TC: Large: A Formal Platform for Analyzing Internet Routing
University Of Texas At Austin, Austin TX
Investigators
Abstract
Trustworthy Reactive Routing Systems Warren A. Hunt, Jr. and Sandip Ray Department of Computer Sciences University of Texas at Austin {hunt,sandip}@cs.utexas.edu Reactive concurrent systems, such as routers, consist of a number of interacting processes that perform non-terminating computations while receiving and transmitting messages. The design of such routing systems is error-prone, and non-determinism inherent in concurrent communications makes it hard to detect or diagnose such errors. Our effort will develop ACL2-based tools for ensuring trustworthy execution of large-scale reactive routing systems.
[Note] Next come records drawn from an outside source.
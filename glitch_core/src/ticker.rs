//! Periodic "active corruption": fire a request every interval, and finish each
//! restart/reload before firing the next one.

use crate::corruptor::{CorruptRequest, Corruptor, Outcome, PendingReload};
use crate::host::Host;
use log::debug;
use rand::Rng;
use std::time::{Duration, Instant};

/// What a call to [`ActiveCorruption::poll`] did.
#[derive(Debug, Clone, PartialEq, Eq)]
pub enum Tick {
    /// Not due yet.
    Idle,
    /// A reload is pending and its delay has not elapsed; nothing fired.
    Deferred,
    /// A pending reload was completed.
    StateLoaded { ok: bool },
    Fired(Outcome),
}

#[derive(Debug)]
pub struct ActiveCorruption {
    interval: Duration,
    request: CorruptRequest,
    next_due: Instant,
    pending: Option<(PendingReload, Instant)>,
}

impl ActiveCorruption {
    /// The first corruption fires on the first poll at or after `start`.
    pub fn new(request: CorruptRequest, interval: Duration, start: Instant) -> Self {
        Self {
            interval,
            request,
            next_due: start,
            pending: None,
        }
    }

    pub fn has_pending_reload(&self) -> bool {
        self.pending.is_some()
    }

    /// Advances the driver to `now`.
    ///
    /// A pending reload always takes priority over a new corruption, so at most
    /// one restart is ever outstanding.
    pub fn poll<R: Rng>(
        &mut self,
        now: Instant,
        corruptor: &mut Corruptor<R>,
        host: &mut Host<'_>,
    ) -> Tick {
        if let Some((_, due)) = &self.pending {
            if now < *due {
                return Tick::Deferred;
            }
            if let Some((pending, _)) = self.pending.take() {
                let ok = corruptor.complete(host, pending);
                return Tick::StateLoaded { ok };
            }
        }

        if now < self.next_due {
            return Tick::Idle;
        }
        self.next_due = now + self.interval;

        let outcome = corruptor.corrupt(host, &self.request);
        if let Outcome::PendingReload(pending) = &outcome {
            debug!("Active corruption: reload due in {:?}", pending.delay());
            self.pending = Some((pending.clone(), now + pending.delay()));
        }
        Tick::Fired(outcome)
    }
}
We aim to develop a scalable, mechanized infrastructure for certifying correct and secure execution of reactive routing system implementations through: a generic framework for modeling and specifying systems at a number of abstraction layers; a compositional methodology for mathematically analyzing such models; and developing a suite of tools and techniques to mechanize and automate such analysis within a unified logical foundation. Our research exploits ACL2's general-purpose reasoning engine while augmenting the tool suite with a streamlined modeling and specification methodology. We will develop a collection of targeted tools for verifying safety, liveness, and security properties of such systems while staying within a single logic and proof system. To facilitate verification of correspondence between protocol layers, we propose to enhance ACL2's reasoning engine with automated verification tools based on advances in BDD- and SAT-based techniques. The invention and proof of inductive invariants is one of the most time-consuming activities in reactive system verification, and we will integrate into ACL2 a general-purpose symbolic simulation capability; this technique can symbolically simulate system models over a large number of computation steps, thereby often obviating the construction of single-step inductive invariants. The expected results will help automate the mechanical verification of reactive systems such as routers and CPSs.